### Assignment
Entries follow. Return each line that contains the word "schemas".

[Stored entries]

- - -

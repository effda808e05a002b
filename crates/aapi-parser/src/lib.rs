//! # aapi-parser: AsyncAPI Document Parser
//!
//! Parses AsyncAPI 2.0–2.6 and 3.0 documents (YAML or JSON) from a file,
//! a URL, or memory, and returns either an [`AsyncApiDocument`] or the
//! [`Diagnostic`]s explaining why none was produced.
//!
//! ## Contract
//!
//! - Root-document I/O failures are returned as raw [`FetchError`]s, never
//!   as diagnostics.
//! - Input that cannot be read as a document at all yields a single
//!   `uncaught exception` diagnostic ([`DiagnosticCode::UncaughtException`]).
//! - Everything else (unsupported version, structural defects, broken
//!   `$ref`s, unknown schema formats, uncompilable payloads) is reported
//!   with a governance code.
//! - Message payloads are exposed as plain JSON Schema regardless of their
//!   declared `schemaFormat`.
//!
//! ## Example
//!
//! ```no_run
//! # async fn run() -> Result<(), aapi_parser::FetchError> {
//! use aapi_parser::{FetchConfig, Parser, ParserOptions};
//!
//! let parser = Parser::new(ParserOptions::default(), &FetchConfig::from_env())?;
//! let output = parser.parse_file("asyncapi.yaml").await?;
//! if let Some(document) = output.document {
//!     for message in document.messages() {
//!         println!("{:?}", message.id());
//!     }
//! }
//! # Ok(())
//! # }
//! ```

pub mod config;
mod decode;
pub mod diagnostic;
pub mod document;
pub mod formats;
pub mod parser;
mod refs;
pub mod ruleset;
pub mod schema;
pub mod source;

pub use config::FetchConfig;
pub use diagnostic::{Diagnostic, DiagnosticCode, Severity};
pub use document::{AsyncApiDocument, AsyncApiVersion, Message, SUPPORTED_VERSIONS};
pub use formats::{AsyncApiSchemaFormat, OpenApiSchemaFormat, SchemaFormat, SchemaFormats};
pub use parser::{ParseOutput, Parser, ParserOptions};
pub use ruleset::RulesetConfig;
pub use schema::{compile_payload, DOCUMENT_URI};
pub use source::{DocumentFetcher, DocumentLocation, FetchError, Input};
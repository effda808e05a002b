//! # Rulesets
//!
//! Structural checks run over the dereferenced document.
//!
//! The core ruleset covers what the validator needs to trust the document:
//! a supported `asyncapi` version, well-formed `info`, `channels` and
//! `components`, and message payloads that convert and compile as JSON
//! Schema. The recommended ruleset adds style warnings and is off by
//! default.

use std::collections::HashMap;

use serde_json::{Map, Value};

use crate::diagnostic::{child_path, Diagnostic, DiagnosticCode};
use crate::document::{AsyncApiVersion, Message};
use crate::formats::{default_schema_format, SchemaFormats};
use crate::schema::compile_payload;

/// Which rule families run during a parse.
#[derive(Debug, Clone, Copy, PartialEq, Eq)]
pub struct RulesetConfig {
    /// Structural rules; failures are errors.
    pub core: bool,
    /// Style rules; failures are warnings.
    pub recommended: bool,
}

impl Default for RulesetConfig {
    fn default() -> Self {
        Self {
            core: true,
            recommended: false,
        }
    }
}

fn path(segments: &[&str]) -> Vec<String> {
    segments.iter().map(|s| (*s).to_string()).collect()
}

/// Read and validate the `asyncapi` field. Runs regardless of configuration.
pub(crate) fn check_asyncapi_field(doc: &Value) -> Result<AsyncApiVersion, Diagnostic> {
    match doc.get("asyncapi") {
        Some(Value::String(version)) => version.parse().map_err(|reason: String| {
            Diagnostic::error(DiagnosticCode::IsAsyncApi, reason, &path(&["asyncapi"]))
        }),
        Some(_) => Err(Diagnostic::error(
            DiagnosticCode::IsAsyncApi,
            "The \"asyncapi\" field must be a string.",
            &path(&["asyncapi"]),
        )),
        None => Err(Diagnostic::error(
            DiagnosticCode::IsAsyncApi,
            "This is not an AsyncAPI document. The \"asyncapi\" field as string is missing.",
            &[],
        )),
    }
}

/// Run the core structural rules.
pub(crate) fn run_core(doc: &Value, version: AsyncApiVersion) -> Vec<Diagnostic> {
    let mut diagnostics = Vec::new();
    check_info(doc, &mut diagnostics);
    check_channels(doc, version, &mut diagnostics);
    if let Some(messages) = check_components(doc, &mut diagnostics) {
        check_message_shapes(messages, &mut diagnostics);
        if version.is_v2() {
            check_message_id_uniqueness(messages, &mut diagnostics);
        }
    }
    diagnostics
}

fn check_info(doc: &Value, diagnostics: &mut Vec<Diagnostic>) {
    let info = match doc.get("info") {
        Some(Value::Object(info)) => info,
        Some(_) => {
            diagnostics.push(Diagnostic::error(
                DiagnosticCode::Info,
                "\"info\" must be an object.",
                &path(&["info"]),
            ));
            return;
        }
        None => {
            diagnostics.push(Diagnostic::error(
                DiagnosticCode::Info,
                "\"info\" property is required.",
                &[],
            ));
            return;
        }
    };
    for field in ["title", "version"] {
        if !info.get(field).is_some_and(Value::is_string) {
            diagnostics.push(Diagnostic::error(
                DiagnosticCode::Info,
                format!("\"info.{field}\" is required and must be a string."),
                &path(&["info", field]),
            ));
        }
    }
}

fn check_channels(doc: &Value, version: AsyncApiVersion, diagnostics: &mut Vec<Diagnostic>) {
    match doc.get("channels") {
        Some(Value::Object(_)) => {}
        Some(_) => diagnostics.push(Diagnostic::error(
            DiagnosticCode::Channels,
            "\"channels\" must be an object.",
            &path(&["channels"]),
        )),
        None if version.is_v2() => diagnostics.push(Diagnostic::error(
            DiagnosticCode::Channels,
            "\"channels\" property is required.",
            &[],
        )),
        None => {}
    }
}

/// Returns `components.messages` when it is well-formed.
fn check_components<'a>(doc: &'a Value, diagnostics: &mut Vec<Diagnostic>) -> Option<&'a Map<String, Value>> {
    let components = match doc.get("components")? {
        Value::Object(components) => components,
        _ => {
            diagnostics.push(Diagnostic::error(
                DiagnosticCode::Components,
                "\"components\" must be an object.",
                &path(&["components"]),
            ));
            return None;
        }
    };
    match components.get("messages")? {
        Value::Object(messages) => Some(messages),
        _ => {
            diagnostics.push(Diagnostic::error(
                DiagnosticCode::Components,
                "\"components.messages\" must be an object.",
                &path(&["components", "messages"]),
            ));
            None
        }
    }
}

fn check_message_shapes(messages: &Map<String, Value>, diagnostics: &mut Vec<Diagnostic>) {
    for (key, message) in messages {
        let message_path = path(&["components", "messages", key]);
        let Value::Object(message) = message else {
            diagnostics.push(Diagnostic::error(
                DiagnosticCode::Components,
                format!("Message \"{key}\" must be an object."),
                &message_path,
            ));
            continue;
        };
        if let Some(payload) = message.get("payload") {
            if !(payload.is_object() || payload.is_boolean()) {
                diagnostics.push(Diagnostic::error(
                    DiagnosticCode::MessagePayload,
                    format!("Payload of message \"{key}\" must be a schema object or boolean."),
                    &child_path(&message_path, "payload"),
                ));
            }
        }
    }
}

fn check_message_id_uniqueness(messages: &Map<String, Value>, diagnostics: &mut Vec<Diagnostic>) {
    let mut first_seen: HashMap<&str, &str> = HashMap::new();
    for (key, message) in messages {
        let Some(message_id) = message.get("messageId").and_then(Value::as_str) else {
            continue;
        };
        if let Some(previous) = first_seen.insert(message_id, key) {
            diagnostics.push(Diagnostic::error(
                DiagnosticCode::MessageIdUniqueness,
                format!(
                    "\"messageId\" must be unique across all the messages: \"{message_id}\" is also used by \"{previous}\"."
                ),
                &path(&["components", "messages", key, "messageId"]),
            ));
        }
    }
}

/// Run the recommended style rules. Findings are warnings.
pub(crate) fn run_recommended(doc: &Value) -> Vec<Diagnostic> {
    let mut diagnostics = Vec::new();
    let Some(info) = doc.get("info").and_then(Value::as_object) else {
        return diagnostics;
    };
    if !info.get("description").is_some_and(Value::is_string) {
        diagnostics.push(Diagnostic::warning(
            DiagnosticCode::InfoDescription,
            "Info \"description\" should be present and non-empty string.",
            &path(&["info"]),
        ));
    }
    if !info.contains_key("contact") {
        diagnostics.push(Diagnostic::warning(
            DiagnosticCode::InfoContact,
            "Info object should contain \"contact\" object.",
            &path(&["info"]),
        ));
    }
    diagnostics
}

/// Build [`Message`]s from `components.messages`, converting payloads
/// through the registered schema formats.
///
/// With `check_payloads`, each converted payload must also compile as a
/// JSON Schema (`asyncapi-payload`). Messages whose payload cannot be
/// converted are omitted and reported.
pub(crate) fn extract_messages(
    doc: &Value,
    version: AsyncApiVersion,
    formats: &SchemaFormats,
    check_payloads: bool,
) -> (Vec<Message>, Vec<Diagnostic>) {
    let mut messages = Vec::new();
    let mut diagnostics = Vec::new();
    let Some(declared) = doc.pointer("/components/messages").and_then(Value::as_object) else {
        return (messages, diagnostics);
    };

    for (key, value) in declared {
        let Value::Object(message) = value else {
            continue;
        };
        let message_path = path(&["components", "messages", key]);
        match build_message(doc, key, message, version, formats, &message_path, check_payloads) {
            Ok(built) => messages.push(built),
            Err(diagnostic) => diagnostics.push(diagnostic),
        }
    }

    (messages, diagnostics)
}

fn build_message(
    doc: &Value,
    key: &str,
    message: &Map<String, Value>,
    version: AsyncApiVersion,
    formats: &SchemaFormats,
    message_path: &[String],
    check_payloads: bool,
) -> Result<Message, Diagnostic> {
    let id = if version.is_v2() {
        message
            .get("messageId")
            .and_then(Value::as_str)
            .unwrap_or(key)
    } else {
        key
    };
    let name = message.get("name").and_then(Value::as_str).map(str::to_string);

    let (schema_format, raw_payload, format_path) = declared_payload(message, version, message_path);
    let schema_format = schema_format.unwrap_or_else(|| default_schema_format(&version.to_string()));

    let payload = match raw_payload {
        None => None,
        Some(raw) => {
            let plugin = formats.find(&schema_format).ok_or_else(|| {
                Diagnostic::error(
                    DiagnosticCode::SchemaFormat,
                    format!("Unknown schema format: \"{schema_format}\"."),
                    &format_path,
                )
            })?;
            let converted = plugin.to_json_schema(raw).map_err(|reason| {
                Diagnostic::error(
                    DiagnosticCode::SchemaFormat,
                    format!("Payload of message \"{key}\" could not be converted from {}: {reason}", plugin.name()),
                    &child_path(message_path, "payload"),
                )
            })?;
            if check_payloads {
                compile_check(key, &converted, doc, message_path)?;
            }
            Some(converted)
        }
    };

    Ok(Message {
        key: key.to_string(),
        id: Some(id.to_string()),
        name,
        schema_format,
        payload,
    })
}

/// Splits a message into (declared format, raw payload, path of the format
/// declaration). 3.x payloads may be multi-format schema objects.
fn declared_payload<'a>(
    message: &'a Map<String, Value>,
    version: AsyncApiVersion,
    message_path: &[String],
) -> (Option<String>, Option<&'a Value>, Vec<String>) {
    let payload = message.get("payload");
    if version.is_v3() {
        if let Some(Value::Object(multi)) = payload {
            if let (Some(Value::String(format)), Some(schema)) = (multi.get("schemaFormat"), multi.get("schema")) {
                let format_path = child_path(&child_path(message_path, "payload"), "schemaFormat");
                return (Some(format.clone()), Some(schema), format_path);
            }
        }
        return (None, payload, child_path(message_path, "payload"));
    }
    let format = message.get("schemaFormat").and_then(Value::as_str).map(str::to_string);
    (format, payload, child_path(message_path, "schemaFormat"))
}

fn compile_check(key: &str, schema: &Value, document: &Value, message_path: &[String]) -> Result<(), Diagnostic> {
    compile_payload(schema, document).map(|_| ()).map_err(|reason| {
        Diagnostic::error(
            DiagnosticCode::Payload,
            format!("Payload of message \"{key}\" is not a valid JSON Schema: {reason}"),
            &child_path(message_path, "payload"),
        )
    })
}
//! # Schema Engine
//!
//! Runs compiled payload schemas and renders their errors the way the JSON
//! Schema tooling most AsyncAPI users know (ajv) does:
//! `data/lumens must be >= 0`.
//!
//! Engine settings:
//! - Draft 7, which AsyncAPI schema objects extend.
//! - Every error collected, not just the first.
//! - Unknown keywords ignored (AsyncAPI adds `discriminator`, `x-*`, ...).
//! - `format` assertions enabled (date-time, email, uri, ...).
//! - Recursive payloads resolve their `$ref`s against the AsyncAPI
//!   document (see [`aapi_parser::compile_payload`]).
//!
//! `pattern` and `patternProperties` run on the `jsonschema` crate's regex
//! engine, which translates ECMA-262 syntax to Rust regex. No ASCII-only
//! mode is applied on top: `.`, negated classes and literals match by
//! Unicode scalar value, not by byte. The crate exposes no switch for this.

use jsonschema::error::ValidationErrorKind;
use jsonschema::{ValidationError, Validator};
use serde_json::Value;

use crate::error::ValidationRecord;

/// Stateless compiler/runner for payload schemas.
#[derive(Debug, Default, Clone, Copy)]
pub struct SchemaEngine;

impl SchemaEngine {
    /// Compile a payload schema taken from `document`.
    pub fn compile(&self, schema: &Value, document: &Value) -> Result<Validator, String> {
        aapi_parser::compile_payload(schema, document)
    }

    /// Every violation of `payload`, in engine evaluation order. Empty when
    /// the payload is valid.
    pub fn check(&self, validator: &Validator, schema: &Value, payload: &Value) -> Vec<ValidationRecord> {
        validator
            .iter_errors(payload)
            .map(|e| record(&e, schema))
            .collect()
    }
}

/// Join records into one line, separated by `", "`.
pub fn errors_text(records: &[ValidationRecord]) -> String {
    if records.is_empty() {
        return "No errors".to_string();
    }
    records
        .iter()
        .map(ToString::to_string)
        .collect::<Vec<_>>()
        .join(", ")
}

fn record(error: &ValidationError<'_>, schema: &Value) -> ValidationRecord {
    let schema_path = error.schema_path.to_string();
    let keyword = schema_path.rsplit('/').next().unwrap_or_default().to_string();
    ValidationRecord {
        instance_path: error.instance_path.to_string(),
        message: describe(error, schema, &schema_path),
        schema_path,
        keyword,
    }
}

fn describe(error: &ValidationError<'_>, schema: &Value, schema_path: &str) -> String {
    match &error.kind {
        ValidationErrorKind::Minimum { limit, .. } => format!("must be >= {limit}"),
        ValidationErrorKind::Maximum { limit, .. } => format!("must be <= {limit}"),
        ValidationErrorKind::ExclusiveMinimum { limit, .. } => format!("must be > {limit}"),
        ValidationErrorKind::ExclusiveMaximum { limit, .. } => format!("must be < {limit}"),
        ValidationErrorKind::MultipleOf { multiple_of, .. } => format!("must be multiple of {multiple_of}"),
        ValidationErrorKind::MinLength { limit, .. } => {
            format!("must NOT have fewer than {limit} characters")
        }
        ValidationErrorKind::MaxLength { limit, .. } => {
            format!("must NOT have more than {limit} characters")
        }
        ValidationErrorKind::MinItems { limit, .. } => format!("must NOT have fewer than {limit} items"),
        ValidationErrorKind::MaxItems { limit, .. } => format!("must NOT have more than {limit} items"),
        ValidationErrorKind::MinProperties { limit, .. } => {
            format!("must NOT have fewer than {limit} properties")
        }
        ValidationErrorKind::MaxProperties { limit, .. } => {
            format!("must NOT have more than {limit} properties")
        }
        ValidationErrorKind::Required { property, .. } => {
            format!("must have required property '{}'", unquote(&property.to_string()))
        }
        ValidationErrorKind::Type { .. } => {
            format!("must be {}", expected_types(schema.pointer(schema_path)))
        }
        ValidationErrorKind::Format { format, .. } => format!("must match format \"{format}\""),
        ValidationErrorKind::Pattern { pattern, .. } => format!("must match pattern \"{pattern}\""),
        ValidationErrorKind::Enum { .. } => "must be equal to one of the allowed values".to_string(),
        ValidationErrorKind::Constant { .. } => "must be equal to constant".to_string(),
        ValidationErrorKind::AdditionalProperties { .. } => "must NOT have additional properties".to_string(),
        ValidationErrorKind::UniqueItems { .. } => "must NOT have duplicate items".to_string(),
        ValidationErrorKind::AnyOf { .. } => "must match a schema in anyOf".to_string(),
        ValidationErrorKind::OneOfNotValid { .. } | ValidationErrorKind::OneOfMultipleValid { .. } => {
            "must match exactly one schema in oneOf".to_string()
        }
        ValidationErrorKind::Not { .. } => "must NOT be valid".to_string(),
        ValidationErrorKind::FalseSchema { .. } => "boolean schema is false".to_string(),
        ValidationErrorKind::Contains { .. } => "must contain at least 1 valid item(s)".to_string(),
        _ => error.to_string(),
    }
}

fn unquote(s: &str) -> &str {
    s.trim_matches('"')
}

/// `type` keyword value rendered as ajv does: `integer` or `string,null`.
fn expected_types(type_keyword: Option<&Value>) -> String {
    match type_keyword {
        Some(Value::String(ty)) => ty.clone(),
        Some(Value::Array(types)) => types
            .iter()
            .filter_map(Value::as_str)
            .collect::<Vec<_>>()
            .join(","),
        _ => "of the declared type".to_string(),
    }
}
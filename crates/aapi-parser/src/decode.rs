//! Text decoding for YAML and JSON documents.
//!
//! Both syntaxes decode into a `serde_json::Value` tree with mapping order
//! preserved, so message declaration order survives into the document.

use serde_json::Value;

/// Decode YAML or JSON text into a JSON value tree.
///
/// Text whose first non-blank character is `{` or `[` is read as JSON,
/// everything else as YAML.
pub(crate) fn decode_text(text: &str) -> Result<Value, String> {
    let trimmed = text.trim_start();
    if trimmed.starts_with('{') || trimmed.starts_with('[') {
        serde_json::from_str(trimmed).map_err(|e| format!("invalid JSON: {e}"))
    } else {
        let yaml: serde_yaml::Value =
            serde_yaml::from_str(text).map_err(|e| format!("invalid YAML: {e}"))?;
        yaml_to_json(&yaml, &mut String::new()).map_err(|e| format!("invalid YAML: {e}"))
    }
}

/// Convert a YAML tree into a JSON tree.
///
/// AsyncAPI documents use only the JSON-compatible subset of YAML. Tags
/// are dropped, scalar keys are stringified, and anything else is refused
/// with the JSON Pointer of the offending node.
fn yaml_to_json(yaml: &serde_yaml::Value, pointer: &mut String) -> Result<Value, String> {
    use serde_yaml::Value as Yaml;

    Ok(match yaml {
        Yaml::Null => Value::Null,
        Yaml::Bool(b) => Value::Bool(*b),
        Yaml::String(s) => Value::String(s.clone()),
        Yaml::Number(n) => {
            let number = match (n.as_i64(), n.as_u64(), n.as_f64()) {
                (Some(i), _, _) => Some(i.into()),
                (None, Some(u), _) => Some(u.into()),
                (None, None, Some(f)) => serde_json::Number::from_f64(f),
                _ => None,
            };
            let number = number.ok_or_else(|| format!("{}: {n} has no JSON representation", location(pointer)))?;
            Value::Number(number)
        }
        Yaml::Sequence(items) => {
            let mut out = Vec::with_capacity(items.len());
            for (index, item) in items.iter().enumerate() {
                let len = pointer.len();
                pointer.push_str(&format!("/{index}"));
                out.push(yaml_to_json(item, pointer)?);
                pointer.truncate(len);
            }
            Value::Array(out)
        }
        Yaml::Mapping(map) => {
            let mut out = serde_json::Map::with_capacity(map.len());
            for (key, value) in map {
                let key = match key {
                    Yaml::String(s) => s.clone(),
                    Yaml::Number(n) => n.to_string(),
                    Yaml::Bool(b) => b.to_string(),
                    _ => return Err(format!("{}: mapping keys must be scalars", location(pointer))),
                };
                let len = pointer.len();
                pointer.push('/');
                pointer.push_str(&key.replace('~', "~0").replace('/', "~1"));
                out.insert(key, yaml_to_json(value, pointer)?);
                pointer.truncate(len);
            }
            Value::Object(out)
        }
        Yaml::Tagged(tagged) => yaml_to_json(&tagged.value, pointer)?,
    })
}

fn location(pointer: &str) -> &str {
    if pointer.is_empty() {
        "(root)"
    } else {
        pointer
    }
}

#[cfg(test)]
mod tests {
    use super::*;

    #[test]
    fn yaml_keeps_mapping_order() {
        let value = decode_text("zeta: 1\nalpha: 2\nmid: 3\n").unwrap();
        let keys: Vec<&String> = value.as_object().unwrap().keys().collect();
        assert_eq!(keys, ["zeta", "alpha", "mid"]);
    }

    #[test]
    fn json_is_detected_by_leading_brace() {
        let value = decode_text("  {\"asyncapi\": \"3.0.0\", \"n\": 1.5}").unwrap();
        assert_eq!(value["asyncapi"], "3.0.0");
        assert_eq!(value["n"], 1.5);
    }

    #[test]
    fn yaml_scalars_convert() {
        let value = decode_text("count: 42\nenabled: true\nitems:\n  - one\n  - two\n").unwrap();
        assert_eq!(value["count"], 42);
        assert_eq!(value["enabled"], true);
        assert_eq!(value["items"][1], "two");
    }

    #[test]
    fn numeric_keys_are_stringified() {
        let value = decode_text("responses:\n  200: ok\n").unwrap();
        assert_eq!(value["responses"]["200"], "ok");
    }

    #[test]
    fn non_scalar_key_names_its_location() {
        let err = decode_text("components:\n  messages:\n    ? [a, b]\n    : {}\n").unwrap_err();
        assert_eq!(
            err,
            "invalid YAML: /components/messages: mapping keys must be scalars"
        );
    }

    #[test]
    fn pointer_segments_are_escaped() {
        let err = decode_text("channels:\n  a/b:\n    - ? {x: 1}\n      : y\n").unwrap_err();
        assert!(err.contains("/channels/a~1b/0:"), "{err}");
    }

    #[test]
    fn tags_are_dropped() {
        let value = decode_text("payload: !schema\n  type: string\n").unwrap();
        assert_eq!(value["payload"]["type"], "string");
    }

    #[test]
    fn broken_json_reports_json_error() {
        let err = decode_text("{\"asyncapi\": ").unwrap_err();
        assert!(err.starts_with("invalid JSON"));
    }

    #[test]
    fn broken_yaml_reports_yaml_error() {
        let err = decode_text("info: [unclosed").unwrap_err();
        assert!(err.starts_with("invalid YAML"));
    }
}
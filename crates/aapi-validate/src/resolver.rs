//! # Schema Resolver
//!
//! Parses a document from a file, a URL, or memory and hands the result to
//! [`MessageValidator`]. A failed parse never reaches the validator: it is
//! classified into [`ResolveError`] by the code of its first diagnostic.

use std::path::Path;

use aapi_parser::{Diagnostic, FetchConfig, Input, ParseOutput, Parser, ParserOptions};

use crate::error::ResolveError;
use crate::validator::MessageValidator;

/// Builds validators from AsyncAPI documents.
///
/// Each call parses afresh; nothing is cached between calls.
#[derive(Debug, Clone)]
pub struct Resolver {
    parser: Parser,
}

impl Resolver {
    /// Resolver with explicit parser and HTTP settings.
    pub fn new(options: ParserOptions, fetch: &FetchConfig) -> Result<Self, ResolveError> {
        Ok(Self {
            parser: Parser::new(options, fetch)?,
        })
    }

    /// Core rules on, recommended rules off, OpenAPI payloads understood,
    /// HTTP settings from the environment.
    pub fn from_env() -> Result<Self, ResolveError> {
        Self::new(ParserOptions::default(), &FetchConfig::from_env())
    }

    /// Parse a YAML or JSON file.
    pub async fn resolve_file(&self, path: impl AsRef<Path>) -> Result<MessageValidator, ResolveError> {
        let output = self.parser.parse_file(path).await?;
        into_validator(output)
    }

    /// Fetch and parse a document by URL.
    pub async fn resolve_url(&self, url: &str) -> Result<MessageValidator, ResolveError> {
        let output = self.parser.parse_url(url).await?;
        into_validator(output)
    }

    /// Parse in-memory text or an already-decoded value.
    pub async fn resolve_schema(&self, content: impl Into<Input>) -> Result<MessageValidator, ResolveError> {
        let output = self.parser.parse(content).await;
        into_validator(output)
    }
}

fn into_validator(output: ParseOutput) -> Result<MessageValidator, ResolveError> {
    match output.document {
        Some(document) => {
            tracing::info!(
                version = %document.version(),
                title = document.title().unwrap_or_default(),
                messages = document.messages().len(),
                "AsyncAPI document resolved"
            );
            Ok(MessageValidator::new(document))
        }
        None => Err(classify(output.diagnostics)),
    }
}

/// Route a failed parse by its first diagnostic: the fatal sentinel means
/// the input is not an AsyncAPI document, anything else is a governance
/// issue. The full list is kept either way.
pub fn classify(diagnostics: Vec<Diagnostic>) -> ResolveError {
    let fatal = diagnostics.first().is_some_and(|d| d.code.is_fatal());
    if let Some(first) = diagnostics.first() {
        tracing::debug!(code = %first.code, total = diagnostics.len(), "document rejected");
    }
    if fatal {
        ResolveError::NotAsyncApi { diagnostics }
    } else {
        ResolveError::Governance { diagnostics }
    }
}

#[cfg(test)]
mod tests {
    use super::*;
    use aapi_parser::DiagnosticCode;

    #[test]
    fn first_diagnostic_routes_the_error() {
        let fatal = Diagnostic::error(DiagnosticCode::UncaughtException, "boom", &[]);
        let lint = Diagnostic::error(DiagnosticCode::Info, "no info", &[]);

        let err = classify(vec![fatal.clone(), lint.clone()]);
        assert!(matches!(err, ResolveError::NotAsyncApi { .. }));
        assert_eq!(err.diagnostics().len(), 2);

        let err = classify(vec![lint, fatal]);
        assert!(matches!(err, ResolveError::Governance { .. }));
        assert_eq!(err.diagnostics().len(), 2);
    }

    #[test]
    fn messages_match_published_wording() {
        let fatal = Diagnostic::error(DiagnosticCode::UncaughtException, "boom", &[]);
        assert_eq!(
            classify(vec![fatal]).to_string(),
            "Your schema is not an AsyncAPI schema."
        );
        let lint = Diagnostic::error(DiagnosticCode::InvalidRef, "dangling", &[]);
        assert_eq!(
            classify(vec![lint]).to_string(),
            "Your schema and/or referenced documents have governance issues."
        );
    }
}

- - -

### Answer section
//! Runs compiled payload schemas and renders their errors the way the JSON
/// Stateless compiler/runner for payload schemas.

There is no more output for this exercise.